━━ EXERCISE INPUT ━━
/// Main Application: middleware de reuniões
///
/// Arquitetura:
/// - Transcrição (Google Docs ou texto) é analisada e casada com cards do Trello
/// - Cards identificados recebem comentário e o grupo recebe um resumo via WhatsApp
/// - Scan diário encontra cards em andamento sem atualização do responsável
/// - Lembretes individuais escalam para o grupo após 3 tentativas sem resposta

use axum::{
    middleware,
    routing::{delete, get, post},
    Router,
};
use std::sync::Arc;
use tokio::net::TcpListener;
use tower_http::{cors::CorsLayer, trace::TraceLayer};
use tracing_subscriber::EnvFilter;

use meeting_trello_middleware::{config, middleware as app_middleware, utils, AppState};

mod handlers;

use config::Settings;
use handlers::*;
use utils::logging::*;

/// Rotas públicas (health) e rotas `/api` protegidas por `X-Admin-Key`
fn build_router(state: Arc<AppState>) -> Router {
    let api_routes = Router::new()
        // Reuniões
        .route("/process-transcript", post(process_transcript))
        .route("/demo-analyze", post(demo_analyze))
        .route("/send-participant-feedback", post(send_participant_feedback))
        // Scan e lembretes
        .route("/scan-cards", post(scan_cards))
        .route("/preview-updates", post(preview_updates))
        .route("/send-reminders", post(send_reminders))
        .route("/send-updates", post(send_updates))
        .route("/reminders", get(list_reminders))
        .route("/reminders/mark-responded", post(mark_responded))
        .route("/reminders/resolve", post(resolve_reminder))
        .route("/reminders/cards/:card_id", delete(delete_card_reminders))
        .route("/reminders/:card_id/:user", get(get_reminder))
        .route("/message-stats", get(message_stats))
        .route("/message-stats/assignee/:name", get(assignee_stats))
        .route("/card-message-status", post(card_message_status))
        // Time
        .route("/team-members", get(list_team_members).post(upsert_team_member))
        .route("/team-members/:name", delete(delete_team_member))
        .route("/board-members", get(board_members))
        .route_layer(middleware::from_fn_with_state(
            state.admin_auth.clone(),
            app_middleware::require_admin_key,
        ));

    Router::new()
        .route("/health", get(health_check))
        .route("/ready", get(ready_check))
        .route("/status", get(status_check))
        .nest("/api", api_routes)
        .layer(TraceLayer::new_for_http())
        .layer(CorsLayer::permissive())
        .with_state(state)
}

#[tokio::main]
async fn main() -> anyhow::Result<()> {
    let dotenv_loaded = dotenvy::dotenv().is_ok();

    tracing_subscriber::fmt()
        .with_env_filter(
            EnvFilter::try_from_default_env()
                .unwrap_or_else(|_| EnvFilter::new("info,meeting_trello_middleware=debug,tower_http=info")),
        )
        .init();

    if dotenv_loaded {
        tracing::info!("✅ Arquivo .env carregado com sucesso");
    } else {
        tracing::debug!("Arquivo .env não encontrado - usando variáveis de ambiente do sistema");
    }

    let settings = Settings::new()
        .map_err(|e| anyhow::anyhow!("Failed to load settings: {}", e))?;
    log_config_loaded(&std::env::var("RUST_ENV").unwrap_or_else(|_| "development".to_string()));

    let port = settings.server.port;
    let host = settings.server.host.clone();
    let auto_scan = settings.tracker.auto_scan_enabled;

    let app_state = Arc::new(AppState::new(settings).await?);
    log_info(&format!(
        "📋 Board '{}' configurado",
        app_state.settings.trello.board_name
    ));

    if auto_scan {
        app_state.scheduler.start().await;
    } else {
        log_info("ℹ️ Scan automático desabilitado (tracker.auto_scan_enabled = false)");
    }

    let app = build_router(app_state.clone());

    let listener = TcpListener::bind(format!("{}:{}", host, port)).await?;
    log_server_startup(port);
    log_server_ready(port);

    axum::serve(listener, app)
        .with_graceful_shutdown(shutdown_signal())
        .await?;

    app_state.scheduler.stop().await;
    log_info("🛑 Server shut down gracefully");
    Ok(())
}

/// Signal handler para graceful shutdown
async fn shutdown_signal() {
    let ctrl_c = async {
        if let Err(e) = tokio::signal::ctrl_c().await {
            log_error(&format!("Failed to install Ctrl+C handler: {}", e));
            std::future::pending::<()>().await;
        }
    };

    #[cfg(unix)]
    let terminate = async {
        match tokio::signal::unix::signal(tokio::signal::unix::SignalKind::terminate()) {
            Ok(mut signal) => {
                signal.recv().await;
            }
            Err(e) => {
                log_error(&format!("Failed to install SIGTERM handler: {}", e));
                std::future::pending::<()>().await;
            }
        }
    };

    #[cfg(not(unix))]
    let terminate = std::future::pending::<()>();

    tokio::select! {
        _ = ctrl_c => {
            log_info("🛑 Received Ctrl+C, shutting down gracefully...");
        },
        _ = terminate => {
            log_info("🛑 Received SIGTERM, shutting down gracefully...");
        }
    }
}

#[cfg(test)]
mod tests {
    use super::*;
    use axum::body::{to_bytes, Body};
    use axum::http::{Request, StatusCode};
    use meeting_trello_middleware::middleware::admin_auth::ADMIN_KEY_HEADER;
    use serde_json::{json, Value};
    use tower::ServiceExt;

    async fn test_state(dir: &tempfile::TempDir) -> Arc<AppState> {
        let mut settings = Settings::default();
        settings.trello.api_key = "key".into();
        settings.trello.token = "token".into();
        settings.trello.base_url = "http://127.0.0.1:9".into();
        settings.server.admin_api_key = Some("secret".into());
        settings.tracker.state_file = dir.path().join("state.json").display().to_string();
        settings.team.members_file = dir.path().join("team.yaml").display().to_string();
        Arc::new(AppState::new(settings).await.unwrap())
    }

    fn request(method: &str, uri: &str, key: Option<&str>, body: Option<Value>) -> Request<Body> {
        let mut builder = Request::builder().method(method).uri(uri);
        if let Some(key) = key {
            builder = builder.header(ADMIN_KEY_HEADER, key);
        }
        match body {
            Some(body) => builder
                .header("content-type", "application/json")
                .body(Body::from(body.to_string()))
                .unwrap(),
            None => builder.body(Body::empty()).unwrap(),
        }
    }

    async fn json_body(response: axum::response::Response) -> Value {
        let bytes = to_bytes(response.into_body(), usize::MAX).await.unwrap();
        serde_json::from_slice(&bytes).unwrap()
    }

    #[tokio::test]
    async fn test_health_is_public() {
        let dir = tempfile::tempdir().unwrap();
        let app = build_router(test_state(&dir).await);

        let response = app.oneshot(request("GET", "/health", None, None)).await.unwrap();
        assert_eq!(response.status(), StatusCode::OK);
        assert_eq!(json_body(response).await["status"], "healthy");
    }

    #[tokio::test]
    async fn test_api_requires_key() {
        let dir = tempfile::tempdir().unwrap();
        let app = build_router(test_state(&dir).await);

        let denied = app
            .clone()
            .oneshot(request("GET", "/api/reminders", Some("wrong"), None))
            .await
            .unwrap();
        assert_eq!(denied.status(), StatusCode::UNAUTHORIZED);

        let allowed = app
            .oneshot(request("GET", "/api/reminders", Some("secret"), None))
            .await
            .unwrap();
        assert_eq!(allowed.status(), StatusCode::OK);
        assert_eq!(json_body(allowed).await["count"], 0);
    }

    #[tokio::test]
    async fn test_reminder_routes() {
        let dir = tempfile::tempdir().unwrap();
        let state = test_state(&dir).await;
        state.tracker.increment("c1", "Levy", Some("Court Docs"), None).await.unwrap();
        let app = build_router(state);

        let response = app
            .clone()
            .oneshot(request("GET", "/api/reminders/c1/Levy", Some("secret"), None))
            .await
            .unwrap();
        assert_eq!(json_body(response).await["reminder"]["reminder_count"], 1);

        let response = app
            .clone()
            .oneshot(request(
                "POST",
                "/api/reminders/resolve",
                Some("secret"),
                Some(json!({"card_id": "c1", "user": "Levy"})),
            ))
            .await
            .unwrap();
        assert_eq!(json_body(response).await["reminder"]["status"], "resolved");

        let response = app
            .clone()
            .oneshot(request("DELETE", "/api/reminders/cards/c1", Some("secret"), None))
            .await
            .unwrap();
        assert_eq!(json_body(response).await["removed"], 1);

        let missing = app
            .oneshot(request("DELETE", "/api/reminders/cards/c1", Some("secret"), None))
            .await
            .unwrap();
        assert_eq!(missing.status(), StatusCode::NOT_FOUND);
    }

    #[tokio::test]
    async fn test_message_stats_rejects_bad_date() {
        let dir = tempfile::tempdir().unwrap();
        let app = build_router(test_state(&dir).await);

        let response = app
            .clone()
            .oneshot(request("GET", "/api/message-stats?date=11-03-2024", Some("secret"), None))
            .await
            .unwrap();
        assert_eq!(response.status(), StatusCode::BAD_REQUEST);

        let response = app
            .oneshot(request("GET", "/api/message-stats?date=2024-03-11", Some("secret"), None))
            .await
            .unwrap();
        assert_eq!(response.status(), StatusCode::OK);
    }

    #[tokio::test]
    async fn test_participant_feedback_needs_whatsapp() {
        let dir = tempfile::tempdir().unwrap();
        let app = build_router(test_state(&dir).await);

        let response = app
            .oneshot(request(
                "POST",
                "/api/send-participant-feedback",
                Some("secret"),
                Some(json!({"text": "Levy Nkeng: court documents are uploaded"})),
            ))
            .await
            .unwrap();
        assert_eq!(response.status(), StatusCode::BAD_GATEWAY);
        assert_eq!(json_body(response).await["error"], "WhatsApp (Green API) not configured");
    }

    #[tokio::test]
    async fn test_team_member_crud() {
        let dir = tempfile::tempdir().unwrap();
        let app = build_router(test_state(&dir).await);

        let response = app
            .clone()
            .oneshot(request(
                "POST",
                "/api/team-members",
                Some("secret"),
                Some(json!({"name": "Levy", "whatsapp": "237600000002"})),
            ))
            .await
            .unwrap();
        assert_eq!(response.status(), StatusCode::OK);
        assert_eq!(json_body(response).await["created"], true);
        assert!(dir.path().join("team.yaml").exists());

        let response = app
            .clone()
            .oneshot(request("DELETE", "/api/team-members/levy", Some("secret"), None))
            .await
            .unwrap();
        assert_eq!(response.status(), StatusCode::OK);

        let response = app
            .oneshot(request("DELETE", "/api/team-members/levy", Some("secret"), None))
            .await
            .unwrap();
        assert_eq!(response.status(), StatusCode::NOT_FOUND);
    }
}
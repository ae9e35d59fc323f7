/// Middleware layer para o Axum router

pub mod admin_auth;

pub use admin_auth::{require_admin_key, AdminAuth};
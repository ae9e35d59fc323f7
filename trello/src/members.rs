//! Mapeamento de membros do board para o roster do time
//!
//! Os nomes no Trello raramente batem exatamente com o roster ("Lancy Dizon" vs
//! "Lancey"). O mapeamento tenta dois métodos em ordem, para cada nome do roster:
//!
//! 1. [`names_match`]: variações de grafia e partes do nome como substring
//! 2. [`words_match`]: comparação palavra a palavra com tolerância de 2 letras
//!
//! Membros administrativos (por nome) nunca são mapeados.

use crate::matching::{name_variations, names_match, normalize, words_match};
use crate::types::Member;
use serde::{Deserialize, Serialize};
use std::collections::HashMap;

/// Membro do board associado a um nome do roster
#[derive(Debug, Clone, PartialEq, Eq, Serialize, Deserialize)]
pub struct MappedMember {
    pub member_id: String,
    pub team_name: String,
    pub trello_name: String,
    pub username: String,
}

/// Como um autor de comentário foi reconhecido
#[derive(Debug, Clone, Copy, PartialEq, Eq, Serialize, Deserialize)]
#[serde(rename_all = "snake_case")]
pub enum CommenterMatch {
    /// ID do membro presente no mapeamento
    MemberId,
    /// Nome do autor bate com variação do nome do roster ou do Trello
    Name,
}

impl CommenterMatch {
    pub fn confidence(&self) -> u8 {
        match self {
            CommenterMatch::MemberId => 95,
            CommenterMatch::Name => 80,
        }
    }
}

/// Verifica se um nome pertence a um administrador
pub fn is_admin_name(full_name: &str, admin_names: &[String]) -> bool {
    let name = normalize(full_name);
    admin_names
        .iter()
        .map(|a| normalize(a))
        .filter(|a| !a.is_empty())
        .any(|a| name.contains(&a))
}

/// Mapa `member_id -> MappedMember`
#[derive(Debug, Clone, Default, Serialize, Deserialize)]
pub struct MemberMapping {
    members: HashMap<String, MappedMember>,
}

impl MemberMapping {
    pub fn get(&self, member_id: &str) -> Option<&MappedMember> {
        self.members.get(member_id)
    }

    pub fn len(&self) -> usize {
        self.members.len()
    }

    pub fn is_empty(&self) -> bool {
        self.members.is_empty()
    }

    pub fn iter(&self) -> impl Iterator<Item = &MappedMember> {
        self.members.values()
    }

    /// Membro do board associado a um nome do roster
    pub fn find_by_team_name(&self, team_name: &str) -> Option<&MappedMember> {
        let wanted = normalize(team_name);
        self.members
            .values()
            .find(|m| normalize(&m.team_name) == wanted)
    }

    /// Reconhece o autor de um comentário: primeiro pelo ID, depois pelo nome
    pub fn resolve_commenter(
        &self,
        member_id: &str,
        full_name: &str,
    ) -> Option<(&MappedMember, CommenterMatch)> {
        if let Some(mapped) = self.members.get(member_id) {
            return Some((mapped, CommenterMatch::MemberId));
        }

        let commenter = normalize(full_name);
        if commenter.is_empty() {
            return None;
        }

        // Ordenado por ID para resultado determinístico
        let mut candidates: Vec<&MappedMember> = self.members.values().collect();
        candidates.sort_by(|a, b| a.member_id.cmp(&b.member_id));

        candidates
            .into_iter()
            .find(|mapped| {
                name_variations(&mapped.team_name)
                    .into_iter()
                    .chain(name_variations(&mapped.trello_name))
                    .any(|v| commenter.contains(&v) || v.contains(&commenter))
            })
            .map(|mapped| (mapped, CommenterMatch::Name))
    }

    pub fn insert(&mut self, mapped: MappedMember) {
        self.members.insert(mapped.member_id.clone(), mapped);
    }
}

/// Constrói o mapeamento entre membros do board e nomes do roster
pub fn map_board_members(
    members: &[Member],
    team_names: &[String],
    admin_names: &[String],
) -> MemberMapping {
    let mut mapping = MemberMapping::default();

    for member in members {
        let full_name = member.full_name.trim();
        if full_name.is_empty() || member.id.is_empty() {
            continue;
        }
        if is_admin_name(full_name, admin_names) {
            tracing::debug!("Ignorando membro administrativo: {}", full_name);
            continue;
        }

        let matched = team_names
            .iter()
            .filter(|team| !is_admin_name(team, admin_names))
            .find(|team| names_match(team, full_name) || words_match(team, full_name));

        match matched {
            Some(team_name) => {
                tracing::debug!("✅ Membro '{}' mapeado para '{}'", full_name, team_name);
                mapping.insert(MappedMember {
                    member_id: member.id.clone(),
                    team_name: team_name.clone(),
                    trello_name: full_name.to_string(),
                    username: member.username.clone(),
                });
            }
            None => tracing::debug!("⚠️ Membro '{}' sem correspondência no time", full_name),
        }
    }

    mapping
}
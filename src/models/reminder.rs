use chrono::{DateTime, Utc};
use serde::{Deserialize, Serialize};
use uuid::Uuid;

#[derive(Debug, Clone, Copy, PartialEq, Eq, Serialize, Deserialize, Default)]
#[serde(rename_all = "lowercase")]
pub enum ReminderStatus {
    #[default]
    New,
    Active,
    Escalated,
    Resolved,
}

/// Estado de lembretes de um par card/responsável
#[derive(Debug, Clone, PartialEq, Serialize, Deserialize)]
pub struct ReminderRecord {
    pub card_id: String,
    pub card_name: String,
    pub assigned_user: String,
    pub whatsapp: Option<String>,
    pub reminder_count: u32,
    pub first_reminder_date: Option<DateTime<Utc>>,
    pub last_reminder_date: Option<DateTime<Utc>>,
    pub status: ReminderStatus,
    pub escalated: bool,
    pub last_comment_date: Option<DateTime<Utc>>,
    pub resolved_date: Option<DateTime<Utc>>,
    pub next_message_due: Option<DateTime<Utc>>,
}

impl ReminderRecord {
    pub fn new(card_id: impl Into<String>, user: impl Into<String>) -> Self {
        Self {
            card_id: card_id.into(),
            card_name: String::new(),
            assigned_user: user.into(),
            whatsapp: None,
            reminder_count: 0,
            first_reminder_date: None,
            last_reminder_date: None,
            status: ReminderStatus::New,
            escalated: false,
            last_comment_date: None,
            resolved_date: None,
            next_message_due: None,
        }
    }

    /// Chave de armazenamento `"{card_id}_{user}"`
    pub fn key(card_id: &str, user: &str) -> String {
        format!("{}_{}", card_id, user)
    }
}

#[derive(Debug, Clone, Copy, PartialEq, Eq, Serialize, Deserialize)]
#[serde(rename_all = "snake_case")]
pub enum MessageKind {
    IndividualReminder,
    GroupEscalation,
    MeetingSummary,
    ManualUpdate,
}

/// Mensagem enviada, guardada para estatísticas e cooldown
#[derive(Debug, Clone, PartialEq, Serialize, Deserialize)]
pub struct MessageLogEntry {
    pub id: Uuid,
    pub card_id: String,
    pub user: String,
    pub content: String,
    pub escalation_level: u32,
    pub kind: MessageKind,
    pub sent_at: DateTime<Utc>,
    pub response_received: bool,
    pub response_at: Option<DateTime<Utc>>,
}

/// Decisão de enviar (ou não) um lembrete agora
#[derive(Debug, Clone, PartialEq, Serialize, Deserialize)]
#[serde(tag = "decision", rename_all = "snake_case")]
pub enum SendDecision {
    Send {
        escalation_level: u32,
        next_followup_hours: i64,
    },
    Skip {
        reason: String,
    },
}

impl SendDecision {
    pub fn should_send(&self) -> bool {
        matches!(self, SendDecision::Send { .. })
    }

    pub(crate) fn skip(reason: impl Into<String>) -> Self {
        SendDecision::Skip {
            reason: reason.into(),
        }
    }
}

#[derive(Debug, Clone, Default, PartialEq, Serialize, Deserialize)]
pub struct DailyStats {
    pub date: String,
    pub messages_sent: usize,
    pub responses_received: usize,
    pub unique_cards: usize,
    pub unique_assignees: usize,
    /// Percentual (0 a 100)
    pub response_rate: f64,
}

#[derive(Debug, Clone, Default, PartialEq, Serialize, Deserialize)]
pub struct AssigneeStats {
    pub assignee: String,
    pub total_messages: usize,
    pub responses: usize,
    pub response_rate: f64,
    pub last_message: Option<DateTime<Utc>>,
}

/// Resultado de `can_send_message`
#[derive(Debug, Clone, PartialEq, Serialize, Deserialize)]
pub struct MessagePermission {
    pub allowed: bool,
    pub reason: String,
    pub messages_sent: usize,
    pub unanswered: usize,
    pub last_message: Option<DateTime<Utc>>,
}
// Biblioteca do middleware de reuniões Trello/WhatsApp
// Expõe módulos para uso em testes e binários

pub mod config;
pub mod middleware;
pub mod models;
pub mod services;
pub mod utils;

use config::{Settings, TeamDirectory};
use greenapi::GreenApiClient;
use ia_service::{IaService, IaServiceConfig};
use middleware::AdminAuth;
use services::{
    AutoScanScheduler, GoogleDocsClient, MeetingProcessor, ReminderDispatcher, ReminderTracker,
    UpdateScanner,
};
use std::sync::Arc;
use tokio::sync::RwLock;
use trello::{BoardService, TrelloClient};
use utils::AppResult;

// AppState é definido aqui para ser compartilhado
#[derive(Clone)]
pub struct AppState {
    pub settings: Settings,
    pub board: BoardService,
    pub whatsapp: Option<GreenApiClient>,
    pub ai: Option<IaService>,
    pub team: Arc<RwLock<TeamDirectory>>,
    pub tracker: ReminderTracker,
    pub scanner: UpdateScanner,
    pub dispatcher: ReminderDispatcher,
    pub meetings: MeetingProcessor,
    pub scheduler: AutoScanScheduler,
    pub admin_auth: AdminAuth,
}

impl AppState {
    /// Monta clientes e serviços a partir da configuração
    ///
    /// Trello é obrigatório; WhatsApp e IA ficam desabilitados quando não configurados.
    pub async fn new(settings: Settings) -> AppResult<Self> {
        let trello_client = TrelloClient::new(&settings.trello.api_key, &settings.trello.token)?
            .with_base_url(&settings.trello.base_url);
        let board = BoardService::new(
            trello_client,
            &settings.trello.board_name,
            settings.trello.board_id.clone().filter(|id| !id.trim().is_empty()),
        );

        let whatsapp = if settings.green_api.is_configured() {
            Some(
                GreenApiClient::new(&settings.green_api.instance_id, &settings.green_api.token)?
                    .with_base_url(&settings.green_api.base_url),
            )
        } else {
            tracing::warn!("⚠️ Green API não configurada - lembretes por WhatsApp desabilitados");
            None
        };

        let ai = match settings.ai_api_key().filter(|_| settings.ai.enabled) {
            Some(key) => {
                let config = IaServiceConfig::new(key.to_string())
                    .with_chat_model(&settings.ai.chat_model)
                    .with_temperature(settings.ai.temperature)
                    .with_max_tokens(settings.ai.max_tokens);
                Some(IaService::new(config)?)
            }
            None => {
                tracing::info!("ℹ️ IA desabilitada - usando apenas matching por regras");
                None
            }
        };

        let team = TeamDirectory::load_or_env(
            &settings.team.members_file,
            settings.tracker.admin_names.clone(),
        )?;
        tracing::info!("👥 {} membros no roster", team.members().len());
        let team = Arc::new(RwLock::new(team));

        let tracker = ReminderTracker::open(&settings.tracker).await?;
        let group_chat_id = settings.group_chat_id().map(str::to_string);

        let docs = GoogleDocsClient::new(
            &settings.google_docs.export_base_url,
            settings.google_docs.timeout_secs,
        )?;

        let scanner = UpdateScanner::new(
            board.clone(),
            team.clone(),
            tracker.clone(),
            settings.tracker.clone(),
        );
        let dispatcher = ReminderDispatcher::new(whatsapp.clone(), tracker.clone(), group_chat_id.clone());
        let meetings = MeetingProcessor::new(
            board.clone(),
            docs,
            ai.clone(),
            whatsapp.clone(),
            group_chat_id,
            team.clone(),
            settings.meeting.clone(),
        );
        let scheduler =
            AutoScanScheduler::new(scanner.clone(), dispatcher.clone(), settings.tracker.scan_hour);
        let admin_auth = AdminAuth::new(
            settings.server.admin_api_key.clone(),
            Settings::is_production(),
        );

        Ok(Self {
            settings,
            board,
            whatsapp,
            ai,
            team,
            tracker,
            scanner,
            dispatcher,
            meetings,
            scheduler,
            admin_auth,
        })
    }

    /// Persiste o roster atual no arquivo configurado
    pub async fn save_team(&self) -> AppResult<()> {
        let team = self.team.read().await;
        team.save(&self.settings.team.members_file)
    }
}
━━━
--- TASK GOAL ---
Among the entries, copy every line containing the word "join".

--- RESULT ---
        settings.tracker.state_file = dir.path().join("state.json").display().to_string();
        settings.team.members_file = dir.path().join("team.yaml").display().to_string();
        assert!(dir.path().join("team.yaml").exists());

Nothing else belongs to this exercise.